ACTIVITY: An exact copy of all the data below is needed.

(Data items)
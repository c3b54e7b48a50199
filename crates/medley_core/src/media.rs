use std::path::Path;

/// File-dialog filter: a display name plus the extensions it matches.
#[derive(Debug, Clone, Copy, PartialEq, Eq)]
pub struct FileFilter {
    pub name: &'static str,
    pub extensions: &'static [&'static str],
}

/// The fixed set of conversions the converter screen offers.
#[derive(Debug, Clone, Copy, PartialEq, Eq)]
pub enum ConversionKind {
    Mp4ToAvi,
    AviToMp4,
    MkvToMp4,
    Mp4ToMkv,
    WavToMp3,
    Mp3ToWav,
    M4aToMp3,
    Mp3ToM4a,
    ExtractAudio,
}

impl ConversionKind {
    pub const ALL: [ConversionKind; 9] = [
        ConversionKind::Mp4ToAvi,
        ConversionKind::AviToMp4,
        ConversionKind::MkvToMp4,
        ConversionKind::Mp4ToMkv,
        ConversionKind::WavToMp3,
        ConversionKind::Mp3ToWav,
        ConversionKind::M4aToMp3,
        ConversionKind::Mp3ToM4a,
        ConversionKind::ExtractAudio,
    ];

    pub fn label(&self) -> &'static str {
        match self {
            ConversionKind::Mp4ToAvi => "MP4 to AVI",
            ConversionKind::AviToMp4 => "AVI to MP4",
            ConversionKind::MkvToMp4 => "MKV to MP4",
            ConversionKind::Mp4ToMkv => "MP4 to MKV",
            ConversionKind::WavToMp3 => "WAV to MP3",
            ConversionKind::Mp3ToWav => "MP3 to WAV",
            ConversionKind::M4aToMp3 => "M4A to MP3",
            ConversionKind::Mp3ToM4a => "MP3 to M4A",
            ConversionKind::ExtractAudio => "Extract Audio (to MP3)",
        }
    }

    /// Filter for the open-file dialog.
    pub fn source_filter(&self) -> FileFilter {
        match self {
            ConversionKind::Mp4ToAvi | ConversionKind::Mp4ToMkv => FileFilter {
                name: "MP4 Files",
                extensions: &["mp4"],
            },
            ConversionKind::AviToMp4 => FileFilter {
                name: "AVI Files",
                extensions: &["avi"],
            },
            ConversionKind::MkvToMp4 => FileFilter {
                name: "MKV Files",
                extensions: &["mkv"],
            },
            ConversionKind::WavToMp3 => FileFilter {
                name: "WAV Files",
                extensions: &["wav"],
            },
            ConversionKind::Mp3ToWav | ConversionKind::Mp3ToM4a => FileFilter {
                name: "MP3 Files",
                extensions: &["mp3"],
            },
            ConversionKind::M4aToMp3 => FileFilter {
                name: "M4A Files",
                extensions: &["m4a"],
            },
            ConversionKind::ExtractAudio => FileFilter {
                name: "Video Files",
                extensions: &["mp4", "avi", "mkv"],
            },
        }
    }

    /// Filter for the save-file dialog.
    pub fn target_filter(&self) -> FileFilter {
        match self {
            ConversionKind::Mp4ToAvi => FileFilter {
                name: "AVI Files",
                extensions: &["avi"],
            },
            ConversionKind::AviToMp4 | ConversionKind::MkvToMp4 => FileFilter {
                name: "MP4 Files",
                extensions: &["mp4"],
            },
            ConversionKind::Mp4ToMkv => FileFilter {
                name: "MKV Files",
                extensions: &["mkv"],
            },
            ConversionKind::WavToMp3
            | ConversionKind::M4aToMp3
            | ConversionKind::ExtractAudio => FileFilter {
                name: "MP3 Files",
                extensions: &["mp3"],
            },
            ConversionKind::Mp3ToWav => FileFilter {
                name: "WAV Files",
                extensions: &["wav"],
            },
            ConversionKind::Mp3ToM4a => FileFilter {
                name: "M4A Files",
                extensions: &["m4a"],
            },
        }
    }

    /// Default extension appended when the user omits one in the save dialog.
    pub fn target_extension(&self) -> &'static str {
        self.target_filter().extensions[0]
    }
}

/// What the downloader should fetch.
#[derive(Debug, Clone, Copy, PartialEq, Eq, Default)]
pub enum MediaKind {
    #[default]
    Video,
    AudioMp3,
}

impl MediaKind {
    pub fn label(&self) -> &'static str {
        match self {
            MediaKind::Video => "Video",
            MediaKind::AudioMp3 => "Audio (MP3)",
        }
    }
}

/// Resolution cap for video downloads.
#[derive(Debug, Clone, Copy, PartialEq, Eq, Default)]
pub enum Resolution {
    Best,
    #[default]
    P1080,
    P720,
    P480,
}

impl Resolution {
    pub const ALL: [Resolution; 4] = [
        Resolution::Best,
        Resolution::P1080,
        Resolution::P720,
        Resolution::P480,
    ];

    pub fn label(&self) -> &'static str {
        match self {
            Resolution::Best => "Best",
            Resolution::P1080 => "1080p",
            Resolution::P720 => "720p",
            Resolution::P480 => "480p",
        }
    }

    /// Height cap in pixels; `None` means unconstrained.
    pub fn height_cap(&self) -> Option<u16> {
        match self {
            Resolution::Best => None,
            Resolution::P1080 => Some(1080),
            Resolution::P720 => Some(720),
            Resolution::P480 => Some(480),
        }
    }
}

/// Basename shown next to a loaded cookie file.
pub(crate) fn file_display_name(path: &Path) -> String {
    path.file_name()
        .map(|name| name.to_string_lossy().into_owned())
        .unwrap_or_else(|| path.display().to_string())
}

TASK RESULT:
repository c3b54e7b48a50199
filename crates/medley_core/src/media.rs
use std::path::Path;

/// File-dialog filter: a display name plus the extensions it matches.
#[derive(Debug, Clone, Copy, PartialEq, Eq)]
pub struct FileFilter {
    pub name: &'static str,
    pub extensions: &'static [&'static str],
}

/// The fixed set of conversions the converter screen offers.
#[derive(Debug, Clone, Copy, PartialEq, Eq)]
pub enum ConversionKind {
    Mp4ToAvi,
    AviToMp4,
    MkvToMp4,
    Mp4ToMkv,
    WavToMp3,
    Mp3ToWav,
    M4aToMp3,
    Mp3ToM4a,
    ExtractAudio,
}

impl ConversionKind {
    pub const ALL: [ConversionKind; 9] = [
        ConversionKind::Mp4ToAvi,
        ConversionKind::AviToMp4,
        ConversionKind::MkvToMp4,
        ConversionKind::Mp4ToMkv,
        ConversionKind::WavToMp3,
        ConversionKind::Mp3ToWav,
        ConversionKind::M4aToMp3,
        ConversionKind::Mp3ToM4a,
        ConversionKind::ExtractAudio,
    ];

    pub fn label(&self) -> &'static str {
        match self {
            ConversionKind::Mp4ToAvi => "MP4 to AVI",
            ConversionKind::AviToMp4 => "AVI to MP4",
            ConversionKind::MkvToMp4 => "MKV to MP4",
            ConversionKind::Mp4ToMkv => "MP4 to MKV",
            ConversionKind::WavToMp3 => "WAV to MP3",
            ConversionKind::Mp3ToWav => "MP3 to WAV",
            ConversionKind::M4aToMp3 => "M4A to MP3",
            ConversionKind::Mp3ToM4a => "MP3 to M4A",
            ConversionKind::ExtractAudio => "Extract Audio (to MP3)",
        }
    }

    /// Filter for the open-file dialog.
    pub fn source_filter(&self) -> FileFilter {
        match self {
            ConversionKind::Mp4ToAvi | ConversionKind::Mp4ToMkv => FileFilter {
                name: "MP4 Files",
                extensions: &["mp4"],
            },
            ConversionKind::AviToMp4 => FileFilter {
                name: "AVI Files",
                extensions: &["avi"],
            },
            ConversionKind::MkvToMp4 => FileFilter {
                name: "MKV Files",
                extensions: &["mkv"],
            },
            ConversionKind::WavToMp3 => FileFilter {
                name: "WAV Files",
                extensions: &["wav"],
            },
            ConversionKind::Mp3ToWav | ConversionKind::Mp3ToM4a => FileFilter {
                name: "MP3 Files",
                extensions: &["mp3"],
            },
            ConversionKind::M4aToMp3 => FileFilter {
                name: "M4A Files",
                extensions: &["m4a"],
            },
            ConversionKind::ExtractAudio => FileFilter {
                name: "Video Files",
                extensions: &["mp4", "avi", "mkv"],
            },
        }
    }

    /// Filter for the save-file dialog.
    pub fn target_filter(&self) -> FileFilter {
        match self {
            ConversionKind::Mp4ToAvi => FileFilter {
                name: "AVI Files",
                extensions: &["avi"],
            },
            ConversionKind::AviToMp4 | ConversionKind::MkvToMp4 => FileFilter {
                name: "MP4 Files",
                extensions: &["mp4"],
            },
            ConversionKind::Mp4ToMkv => FileFilter {
                name: "MKV Files",
                extensions: &["mkv"],
            },
            ConversionKind::WavToMp3
            | ConversionKind::M4aToMp3
            | ConversionKind::ExtractAudio => FileFilter {
                name: "MP3 Files",
                extensions: &["mp3"],
            },
            ConversionKind::Mp3ToWav => FileFilter {
                name: "WAV Files",
                extensions: &["wav"],
            },
            ConversionKind::Mp3ToM4a => FileFilter {
                name: "M4A Files",
                extensions: &["m4a"],
            },
        }
    }

    /// Default extension appended when the user omits one in the save dialog.
    pub fn target_extension(&self) -> &'static str {
        self.target_filter().extensions[0]
    }
}

/// What the downloader should fetch.
#[derive(Debug, Clone, Copy, PartialEq, Eq, Default)]
pub enum MediaKind {
    #[default]
    Video,
    AudioMp3,
}

impl MediaKind {
    pub fn label(&self) -> &'static str {
        match self {
            MediaKind::Video => "Video",
            MediaKind::AudioMp3 => "Audio (MP3)",
        }
    }
}

/// Resolution cap for video downloads.
#[derive(Debug, Clone, Copy, PartialEq, Eq, Default)]
pub enum Resolution {
    Best,
    #[default]
    P1080,
    P720,
    P480,
}

impl Resolution {
    pub const ALL: [Resolution; 4] = [
        Resolution::Best,
        Resolution::P1080,
        Resolution::P720,
        Resolution::P480,
    ];

    pub fn label(&self) -> &'static str {
        match self {
            Resolution::Best => "Best",
            Resolution::P1080 => "1080p",
            Resolution::P720 => "720p",
            Resolution::P480 => "480p",
        }
    }

    /// Height cap in pixels; `None` means unconstrained.
    pub fn height_cap(&self) -> Option<u16> {
        match self {
            Resolution::Best => None,
            Resolution::P1080 => Some(1080),
            Resolution::P720 => Some(720),
            Resolution::P480 => Some(480),
        }
    }
}

/// Basename shown next to a loaded cookie file.
pub(crate) fn file_display_name(path: &Path) -> String {
    path.file_name()
        .map(|name| name.to_string_lossy().into_owned())
        .unwrap_or_else(|| path.display().to_string())
}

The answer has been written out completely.